#### [EXERCISE DIRECTIONS]
Among the entries that follow, some lines contain the word "Variable". Show all of them.

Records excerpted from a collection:
╭──
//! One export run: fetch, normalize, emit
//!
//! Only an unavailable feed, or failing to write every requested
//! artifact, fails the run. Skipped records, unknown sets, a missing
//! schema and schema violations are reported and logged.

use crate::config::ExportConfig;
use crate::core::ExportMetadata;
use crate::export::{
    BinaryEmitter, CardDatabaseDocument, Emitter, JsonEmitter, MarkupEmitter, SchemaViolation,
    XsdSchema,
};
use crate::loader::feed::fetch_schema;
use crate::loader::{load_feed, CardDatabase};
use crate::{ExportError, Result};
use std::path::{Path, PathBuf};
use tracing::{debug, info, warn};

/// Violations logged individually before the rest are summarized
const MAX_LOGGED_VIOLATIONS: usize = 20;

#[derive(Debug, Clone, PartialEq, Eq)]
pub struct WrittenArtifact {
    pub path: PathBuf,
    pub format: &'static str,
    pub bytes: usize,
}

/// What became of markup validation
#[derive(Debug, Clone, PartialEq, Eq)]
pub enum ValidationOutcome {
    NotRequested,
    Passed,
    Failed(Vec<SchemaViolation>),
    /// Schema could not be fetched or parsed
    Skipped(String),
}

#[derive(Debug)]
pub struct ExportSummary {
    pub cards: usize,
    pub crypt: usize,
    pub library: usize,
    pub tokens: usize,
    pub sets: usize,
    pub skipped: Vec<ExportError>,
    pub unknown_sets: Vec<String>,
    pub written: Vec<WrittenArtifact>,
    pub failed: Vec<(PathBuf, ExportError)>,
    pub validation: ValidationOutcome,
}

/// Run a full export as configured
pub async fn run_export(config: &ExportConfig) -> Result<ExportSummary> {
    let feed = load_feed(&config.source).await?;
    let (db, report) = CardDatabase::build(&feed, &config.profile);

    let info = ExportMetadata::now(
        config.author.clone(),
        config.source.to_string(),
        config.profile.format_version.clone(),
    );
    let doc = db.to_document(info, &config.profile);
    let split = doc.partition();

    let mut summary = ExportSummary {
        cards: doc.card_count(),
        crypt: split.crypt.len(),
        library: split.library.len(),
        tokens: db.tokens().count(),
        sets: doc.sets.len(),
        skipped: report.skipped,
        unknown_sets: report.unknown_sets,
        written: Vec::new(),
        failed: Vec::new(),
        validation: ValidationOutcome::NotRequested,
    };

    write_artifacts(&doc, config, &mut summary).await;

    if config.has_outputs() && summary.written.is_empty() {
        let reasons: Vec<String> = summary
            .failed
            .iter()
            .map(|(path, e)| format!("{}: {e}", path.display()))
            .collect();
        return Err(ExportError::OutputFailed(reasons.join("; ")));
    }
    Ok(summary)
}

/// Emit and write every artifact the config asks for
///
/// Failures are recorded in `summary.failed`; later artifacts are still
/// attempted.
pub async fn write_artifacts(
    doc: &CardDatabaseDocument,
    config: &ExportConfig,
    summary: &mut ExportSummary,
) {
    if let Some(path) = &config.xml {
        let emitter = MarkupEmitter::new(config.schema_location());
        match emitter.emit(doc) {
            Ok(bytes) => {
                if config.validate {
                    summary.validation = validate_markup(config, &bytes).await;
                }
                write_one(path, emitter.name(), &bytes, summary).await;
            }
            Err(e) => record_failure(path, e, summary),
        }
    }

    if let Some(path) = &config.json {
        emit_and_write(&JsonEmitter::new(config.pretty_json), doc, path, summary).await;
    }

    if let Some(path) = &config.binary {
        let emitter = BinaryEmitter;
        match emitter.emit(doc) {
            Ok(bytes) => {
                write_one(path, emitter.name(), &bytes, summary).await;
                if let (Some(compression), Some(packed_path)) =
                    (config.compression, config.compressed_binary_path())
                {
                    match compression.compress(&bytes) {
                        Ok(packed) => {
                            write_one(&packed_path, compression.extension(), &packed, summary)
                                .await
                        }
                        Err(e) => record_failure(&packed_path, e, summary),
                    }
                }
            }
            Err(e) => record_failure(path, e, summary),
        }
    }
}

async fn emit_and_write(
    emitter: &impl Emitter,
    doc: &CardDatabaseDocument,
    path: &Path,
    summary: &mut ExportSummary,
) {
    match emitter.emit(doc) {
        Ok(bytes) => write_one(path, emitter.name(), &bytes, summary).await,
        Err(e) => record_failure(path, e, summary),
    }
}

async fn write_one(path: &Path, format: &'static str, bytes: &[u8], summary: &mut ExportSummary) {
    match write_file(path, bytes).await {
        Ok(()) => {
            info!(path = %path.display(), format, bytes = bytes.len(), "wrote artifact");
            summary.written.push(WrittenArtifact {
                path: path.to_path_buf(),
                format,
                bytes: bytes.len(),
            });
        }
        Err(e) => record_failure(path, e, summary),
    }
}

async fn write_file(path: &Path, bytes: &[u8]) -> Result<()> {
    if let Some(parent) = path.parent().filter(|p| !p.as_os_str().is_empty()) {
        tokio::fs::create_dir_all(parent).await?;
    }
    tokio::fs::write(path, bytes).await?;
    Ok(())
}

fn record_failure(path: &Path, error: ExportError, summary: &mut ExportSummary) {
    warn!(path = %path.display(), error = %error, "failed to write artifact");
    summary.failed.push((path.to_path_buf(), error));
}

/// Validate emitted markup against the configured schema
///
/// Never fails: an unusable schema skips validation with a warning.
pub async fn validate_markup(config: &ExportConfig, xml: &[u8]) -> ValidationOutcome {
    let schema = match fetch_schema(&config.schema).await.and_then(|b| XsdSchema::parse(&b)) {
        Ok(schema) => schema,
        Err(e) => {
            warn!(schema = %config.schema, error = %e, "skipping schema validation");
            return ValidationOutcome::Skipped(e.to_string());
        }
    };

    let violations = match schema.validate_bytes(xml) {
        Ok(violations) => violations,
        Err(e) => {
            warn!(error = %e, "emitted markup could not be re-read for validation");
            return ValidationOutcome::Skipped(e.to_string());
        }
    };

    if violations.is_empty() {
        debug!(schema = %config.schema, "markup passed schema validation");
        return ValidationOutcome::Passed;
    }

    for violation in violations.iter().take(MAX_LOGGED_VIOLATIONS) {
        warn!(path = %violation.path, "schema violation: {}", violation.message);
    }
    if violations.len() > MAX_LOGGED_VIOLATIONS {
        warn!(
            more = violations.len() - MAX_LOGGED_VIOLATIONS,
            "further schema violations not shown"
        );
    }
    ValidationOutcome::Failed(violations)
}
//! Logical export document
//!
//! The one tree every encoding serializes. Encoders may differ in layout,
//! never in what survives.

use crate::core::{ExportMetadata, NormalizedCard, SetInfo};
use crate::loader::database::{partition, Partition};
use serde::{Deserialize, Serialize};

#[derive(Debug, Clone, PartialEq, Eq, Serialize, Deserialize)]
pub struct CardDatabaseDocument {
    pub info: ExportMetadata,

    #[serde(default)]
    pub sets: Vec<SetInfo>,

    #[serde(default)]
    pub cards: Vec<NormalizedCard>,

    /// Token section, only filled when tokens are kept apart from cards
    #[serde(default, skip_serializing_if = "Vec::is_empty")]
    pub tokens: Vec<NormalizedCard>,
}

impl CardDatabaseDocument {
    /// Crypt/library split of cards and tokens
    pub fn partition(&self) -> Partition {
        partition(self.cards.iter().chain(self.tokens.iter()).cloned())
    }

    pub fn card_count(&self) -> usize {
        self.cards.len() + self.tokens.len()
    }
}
╰──
╭──
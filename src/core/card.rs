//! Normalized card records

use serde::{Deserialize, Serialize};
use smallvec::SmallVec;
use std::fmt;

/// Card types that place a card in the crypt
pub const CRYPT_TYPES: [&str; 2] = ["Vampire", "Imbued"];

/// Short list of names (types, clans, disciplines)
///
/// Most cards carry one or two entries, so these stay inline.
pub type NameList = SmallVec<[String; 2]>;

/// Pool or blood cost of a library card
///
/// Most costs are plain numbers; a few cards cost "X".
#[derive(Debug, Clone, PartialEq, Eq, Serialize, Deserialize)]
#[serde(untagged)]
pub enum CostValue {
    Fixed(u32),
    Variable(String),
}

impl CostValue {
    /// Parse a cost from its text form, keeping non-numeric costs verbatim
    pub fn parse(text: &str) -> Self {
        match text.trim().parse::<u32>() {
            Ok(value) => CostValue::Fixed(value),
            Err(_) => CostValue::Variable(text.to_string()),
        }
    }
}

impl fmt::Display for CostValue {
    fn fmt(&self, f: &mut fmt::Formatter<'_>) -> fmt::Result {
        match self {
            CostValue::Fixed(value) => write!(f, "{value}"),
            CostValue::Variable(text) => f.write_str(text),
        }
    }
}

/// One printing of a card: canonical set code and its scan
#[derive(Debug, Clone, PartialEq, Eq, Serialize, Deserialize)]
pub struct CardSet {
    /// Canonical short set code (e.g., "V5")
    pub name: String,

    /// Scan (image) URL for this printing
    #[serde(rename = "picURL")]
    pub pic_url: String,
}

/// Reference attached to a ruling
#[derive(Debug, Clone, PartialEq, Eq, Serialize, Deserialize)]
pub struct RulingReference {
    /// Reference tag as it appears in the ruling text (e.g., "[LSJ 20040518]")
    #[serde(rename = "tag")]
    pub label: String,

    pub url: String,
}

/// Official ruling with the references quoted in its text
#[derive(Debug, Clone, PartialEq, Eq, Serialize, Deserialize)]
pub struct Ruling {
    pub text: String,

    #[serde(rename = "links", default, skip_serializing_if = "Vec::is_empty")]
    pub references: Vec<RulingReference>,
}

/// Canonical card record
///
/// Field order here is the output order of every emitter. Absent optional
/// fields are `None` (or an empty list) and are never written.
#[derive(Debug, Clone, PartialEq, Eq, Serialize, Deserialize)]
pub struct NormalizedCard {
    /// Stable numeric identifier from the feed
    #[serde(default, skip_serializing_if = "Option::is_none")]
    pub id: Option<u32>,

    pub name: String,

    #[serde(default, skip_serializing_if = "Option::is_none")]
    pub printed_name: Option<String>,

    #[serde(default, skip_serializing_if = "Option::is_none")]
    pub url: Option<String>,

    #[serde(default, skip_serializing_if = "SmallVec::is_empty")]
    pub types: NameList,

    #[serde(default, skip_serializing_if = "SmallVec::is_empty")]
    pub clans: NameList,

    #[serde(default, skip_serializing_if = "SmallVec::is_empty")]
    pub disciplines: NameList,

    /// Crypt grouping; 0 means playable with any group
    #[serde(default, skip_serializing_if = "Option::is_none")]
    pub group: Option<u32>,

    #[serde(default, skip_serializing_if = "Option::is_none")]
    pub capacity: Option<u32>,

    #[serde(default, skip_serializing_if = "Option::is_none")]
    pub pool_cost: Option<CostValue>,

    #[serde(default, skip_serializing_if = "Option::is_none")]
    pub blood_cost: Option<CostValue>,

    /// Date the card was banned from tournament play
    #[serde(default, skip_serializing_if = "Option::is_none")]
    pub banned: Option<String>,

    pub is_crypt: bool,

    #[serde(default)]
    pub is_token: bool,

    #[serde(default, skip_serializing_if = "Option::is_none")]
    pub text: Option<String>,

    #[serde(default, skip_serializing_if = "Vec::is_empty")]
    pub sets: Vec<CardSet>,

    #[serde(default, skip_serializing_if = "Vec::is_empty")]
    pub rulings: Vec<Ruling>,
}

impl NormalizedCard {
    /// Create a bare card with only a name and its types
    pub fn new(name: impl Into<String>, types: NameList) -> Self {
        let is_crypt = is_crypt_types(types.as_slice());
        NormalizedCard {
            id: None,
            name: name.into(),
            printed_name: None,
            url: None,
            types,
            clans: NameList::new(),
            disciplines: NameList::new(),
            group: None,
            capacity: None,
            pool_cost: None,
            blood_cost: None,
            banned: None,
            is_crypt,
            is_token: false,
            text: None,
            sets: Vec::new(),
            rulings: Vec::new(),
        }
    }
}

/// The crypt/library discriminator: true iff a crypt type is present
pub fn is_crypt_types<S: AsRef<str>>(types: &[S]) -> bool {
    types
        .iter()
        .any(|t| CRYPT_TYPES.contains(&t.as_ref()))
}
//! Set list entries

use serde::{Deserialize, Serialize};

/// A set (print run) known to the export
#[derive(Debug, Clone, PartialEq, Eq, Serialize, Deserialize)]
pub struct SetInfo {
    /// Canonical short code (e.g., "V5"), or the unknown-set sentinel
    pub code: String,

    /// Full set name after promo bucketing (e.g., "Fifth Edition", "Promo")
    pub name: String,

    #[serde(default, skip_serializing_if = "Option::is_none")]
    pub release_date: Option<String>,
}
╰──
╭──
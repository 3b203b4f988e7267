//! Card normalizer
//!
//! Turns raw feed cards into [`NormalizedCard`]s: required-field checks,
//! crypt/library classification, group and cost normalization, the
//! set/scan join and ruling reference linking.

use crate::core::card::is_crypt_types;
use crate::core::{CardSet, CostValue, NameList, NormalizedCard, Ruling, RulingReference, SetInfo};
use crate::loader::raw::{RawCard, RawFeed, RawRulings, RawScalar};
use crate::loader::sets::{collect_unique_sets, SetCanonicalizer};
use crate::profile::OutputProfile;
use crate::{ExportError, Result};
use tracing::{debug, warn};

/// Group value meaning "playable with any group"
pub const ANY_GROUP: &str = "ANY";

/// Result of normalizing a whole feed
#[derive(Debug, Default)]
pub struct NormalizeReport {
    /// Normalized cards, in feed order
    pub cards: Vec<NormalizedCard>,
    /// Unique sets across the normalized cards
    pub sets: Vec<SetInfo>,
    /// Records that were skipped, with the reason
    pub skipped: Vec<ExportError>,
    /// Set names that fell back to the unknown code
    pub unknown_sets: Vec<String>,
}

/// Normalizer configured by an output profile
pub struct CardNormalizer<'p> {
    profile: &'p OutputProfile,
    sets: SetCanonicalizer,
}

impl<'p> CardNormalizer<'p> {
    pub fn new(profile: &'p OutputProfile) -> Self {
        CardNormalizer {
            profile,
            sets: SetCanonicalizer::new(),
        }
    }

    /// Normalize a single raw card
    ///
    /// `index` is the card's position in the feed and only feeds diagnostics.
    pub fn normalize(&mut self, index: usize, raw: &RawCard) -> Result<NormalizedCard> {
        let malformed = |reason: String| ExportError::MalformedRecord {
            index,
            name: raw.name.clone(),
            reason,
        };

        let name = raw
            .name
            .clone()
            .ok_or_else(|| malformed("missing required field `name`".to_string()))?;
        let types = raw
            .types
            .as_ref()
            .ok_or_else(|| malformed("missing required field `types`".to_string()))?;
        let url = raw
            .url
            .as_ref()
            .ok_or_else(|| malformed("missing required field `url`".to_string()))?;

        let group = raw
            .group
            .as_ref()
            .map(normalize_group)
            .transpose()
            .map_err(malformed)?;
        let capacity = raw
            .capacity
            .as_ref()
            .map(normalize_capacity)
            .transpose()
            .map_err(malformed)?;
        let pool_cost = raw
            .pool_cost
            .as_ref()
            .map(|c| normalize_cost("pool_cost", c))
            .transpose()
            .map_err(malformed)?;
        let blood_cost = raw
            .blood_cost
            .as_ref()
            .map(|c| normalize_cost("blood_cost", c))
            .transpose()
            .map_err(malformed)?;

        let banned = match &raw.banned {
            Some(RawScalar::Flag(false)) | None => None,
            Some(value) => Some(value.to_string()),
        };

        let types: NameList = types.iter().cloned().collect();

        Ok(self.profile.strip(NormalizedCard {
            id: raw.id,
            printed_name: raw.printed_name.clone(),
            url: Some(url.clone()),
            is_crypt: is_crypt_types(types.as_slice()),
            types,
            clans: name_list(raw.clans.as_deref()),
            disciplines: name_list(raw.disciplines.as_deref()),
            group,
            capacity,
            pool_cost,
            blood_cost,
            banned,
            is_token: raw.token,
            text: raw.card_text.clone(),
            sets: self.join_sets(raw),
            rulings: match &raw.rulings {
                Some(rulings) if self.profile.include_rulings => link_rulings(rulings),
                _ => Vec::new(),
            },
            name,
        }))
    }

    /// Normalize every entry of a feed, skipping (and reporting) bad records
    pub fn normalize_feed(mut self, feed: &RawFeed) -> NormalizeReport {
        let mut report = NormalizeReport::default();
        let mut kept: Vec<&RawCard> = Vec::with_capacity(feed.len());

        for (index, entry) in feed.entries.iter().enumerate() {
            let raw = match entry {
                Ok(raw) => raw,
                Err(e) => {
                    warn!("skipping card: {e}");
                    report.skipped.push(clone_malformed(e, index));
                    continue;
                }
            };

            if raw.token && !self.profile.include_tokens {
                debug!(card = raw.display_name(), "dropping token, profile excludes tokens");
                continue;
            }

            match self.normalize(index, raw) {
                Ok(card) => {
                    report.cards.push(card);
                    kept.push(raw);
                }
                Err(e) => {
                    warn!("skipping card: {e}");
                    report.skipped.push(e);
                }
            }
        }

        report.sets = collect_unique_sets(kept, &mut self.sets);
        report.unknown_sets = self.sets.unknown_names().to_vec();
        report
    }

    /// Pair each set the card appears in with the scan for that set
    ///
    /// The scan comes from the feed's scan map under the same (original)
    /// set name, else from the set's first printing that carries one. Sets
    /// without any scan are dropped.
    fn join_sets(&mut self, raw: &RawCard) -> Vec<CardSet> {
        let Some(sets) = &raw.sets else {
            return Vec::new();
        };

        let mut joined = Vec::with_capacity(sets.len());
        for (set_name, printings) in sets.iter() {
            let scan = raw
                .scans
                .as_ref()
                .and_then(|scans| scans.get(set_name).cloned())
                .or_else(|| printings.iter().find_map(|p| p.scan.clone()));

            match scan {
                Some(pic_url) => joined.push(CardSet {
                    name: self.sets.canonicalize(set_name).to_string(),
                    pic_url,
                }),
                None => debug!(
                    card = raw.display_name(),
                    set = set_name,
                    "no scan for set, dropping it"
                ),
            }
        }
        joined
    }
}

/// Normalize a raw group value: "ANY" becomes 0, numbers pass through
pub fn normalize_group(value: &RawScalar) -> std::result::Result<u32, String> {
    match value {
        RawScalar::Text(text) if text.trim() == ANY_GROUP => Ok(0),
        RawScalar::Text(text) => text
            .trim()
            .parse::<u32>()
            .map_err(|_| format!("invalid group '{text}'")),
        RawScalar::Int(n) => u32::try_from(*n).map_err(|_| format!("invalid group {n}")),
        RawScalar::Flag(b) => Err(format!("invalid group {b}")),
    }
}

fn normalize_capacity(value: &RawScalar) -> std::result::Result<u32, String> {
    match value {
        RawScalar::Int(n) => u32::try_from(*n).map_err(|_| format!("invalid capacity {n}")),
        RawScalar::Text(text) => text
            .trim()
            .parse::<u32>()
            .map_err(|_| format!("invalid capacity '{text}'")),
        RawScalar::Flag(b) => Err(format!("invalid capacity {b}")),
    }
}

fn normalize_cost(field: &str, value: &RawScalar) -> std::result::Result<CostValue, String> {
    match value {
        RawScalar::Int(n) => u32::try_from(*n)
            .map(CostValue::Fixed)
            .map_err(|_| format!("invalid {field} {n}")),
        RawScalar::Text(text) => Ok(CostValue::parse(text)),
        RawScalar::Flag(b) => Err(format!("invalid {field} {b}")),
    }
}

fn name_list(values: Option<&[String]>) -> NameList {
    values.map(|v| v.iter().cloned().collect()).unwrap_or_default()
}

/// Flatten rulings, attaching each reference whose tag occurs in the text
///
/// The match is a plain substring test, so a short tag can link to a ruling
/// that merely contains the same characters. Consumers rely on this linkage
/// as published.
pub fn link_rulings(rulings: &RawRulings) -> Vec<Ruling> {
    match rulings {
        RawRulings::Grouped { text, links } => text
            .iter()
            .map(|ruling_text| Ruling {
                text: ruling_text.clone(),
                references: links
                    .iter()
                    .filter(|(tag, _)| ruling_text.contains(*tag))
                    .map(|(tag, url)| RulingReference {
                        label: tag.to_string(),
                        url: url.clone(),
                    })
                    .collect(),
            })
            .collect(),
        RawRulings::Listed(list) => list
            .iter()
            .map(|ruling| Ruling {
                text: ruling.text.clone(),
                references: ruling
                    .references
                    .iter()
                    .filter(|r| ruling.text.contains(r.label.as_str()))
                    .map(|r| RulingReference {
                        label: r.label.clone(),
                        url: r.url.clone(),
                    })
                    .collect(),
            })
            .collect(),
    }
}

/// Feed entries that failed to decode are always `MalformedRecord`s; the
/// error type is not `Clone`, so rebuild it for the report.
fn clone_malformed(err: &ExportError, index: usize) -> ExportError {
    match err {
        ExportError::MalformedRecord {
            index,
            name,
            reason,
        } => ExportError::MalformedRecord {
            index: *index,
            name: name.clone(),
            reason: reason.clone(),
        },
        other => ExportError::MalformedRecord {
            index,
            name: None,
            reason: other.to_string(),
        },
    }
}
╰──
#### [ANSWER TO THIS PROBLEM]
    Variable(String),
            Err(_) => CostValue::Variable(text.to_string()),
            CostValue::Variable(text) => f.write_str(text),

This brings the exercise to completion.